William Manning Haenszel (June 19, 1910 – March 13, 1998) was an American epidemiologist who developed the first national system to track cancer cases and their possible causes (Surveillance, Epidemiology, and End Results or SEER). He was an elected fellow of the American Statistical Association, the American Public Health Association, and the American Association For the Advancement of Science. He worked at the National Cancer Institute from 1952 to 1976, when he became a Professor of Epidemiology at the University of Illinois. With Nathan Mantel, he co-authored the Mantel-Haenszel statistical test for omitted variables.[1]
In the 1970's, when the Nixon Administration declared a ''war on cancer,'' William Haenszel, as chief of biometry -- the statistical analysis of biological data -- set out to record individual cases, to track them from diagnosis to death, and to synthesize the data at the N.C.I., in Bethesda, Md., to learn about potential causes.
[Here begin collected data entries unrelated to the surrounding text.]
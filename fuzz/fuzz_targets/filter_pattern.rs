#![no_main]
use libfuzzer_sys::fuzz_target;
use xmlify::{escape, Filter};

fuzz_target!(|data: &[u8]| {
    if let Ok(s) = std::str::from_utf8(data) {
        let mut parts = s.splitn(2, '\n');
        let key = parts.next().unwrap_or_default();
        let text = parts.next().unwrap_or_default();
        if let Ok(filter) = Filter::new([(key, "_")]) {
            let _ = escape(text, Some(&filter));
        }
    }
});
//! Error types for xmlify
//!
//! Rendering itself is infallible. Errors only come from building a
//! [`Filter`](crate::Filter) out of caller-supplied patterns and from the JSON
//! input adapter.

use thiserror::Error;

/// Main error type for xmlify
#[derive(Error, Debug)]
pub enum Error {
    /// The alternation built from a filter's keys is not a valid pattern.
    ///
    /// Filter keys are joined verbatim, so regex metacharacters in a key are
    /// interpreted as pattern syntax.
    #[error("invalid filter pattern `{pattern}`: {source}")]
    InvalidFilterPattern {
        pattern: String,
        #[source]
        source: regex::Error,
    },

    /// The input handed to [`Node::from_json_str`](crate::Node::from_json_str)
    /// is not valid JSON.
    #[error("invalid JSON input: {0}")]
    Json(#[from] serde_json::Error),
}

/// Result type alias for xmlify
pub type Result<T> = std::result::Result<T, Error>;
SEER -- which he started in 1973 -- is probably the largest registry for any one disease in the world, said Dr. Earl S. Pollack, who was chief of biometry at the institute after Haenszel. [2]
"Mr. Haenszel provided the intellectual foundation for what epidemiologists do on a day-to-day basis in the study of causes of disease,''
''We can make the right inferences today because of his insights.''
Dr. Jack H. Goldberg
Haenszel was widely known for migrant studies in the 1950's and 1960's. In one project, he showed that the high stomach cancer rates in Japan were no longer found in the Japanese who migrated to Hawaii. He identified the role of diet as a possible cause of stomach cancer. In a 1959 paper, written with Nathan Mantel, also of the cancer institute, Mr. Haenszel described what is now known as the Mantel-Haenszel Method for analysis to assess the relationship between exposure to a hazard and disease rates. [2]
The Cochran-Mantel-Haenszel method is a technique that generates an estimate of an association between an exposure and an outcome after adjusting for or taking into account confounding. The method is used with a dichotomous outcome variable and a dichotomous risk factor. We stratify the data into two or more levels of the confounding factor (as we did in the example above). In essence, we create a series of two-by-two tables showing the association between the risk factor and outcome at two or more levels of the confounding factor, and we then compute a weighted average of the risk ratios or odds ratios across the strata (i.e., across subgroups or levels of the confounder).[3]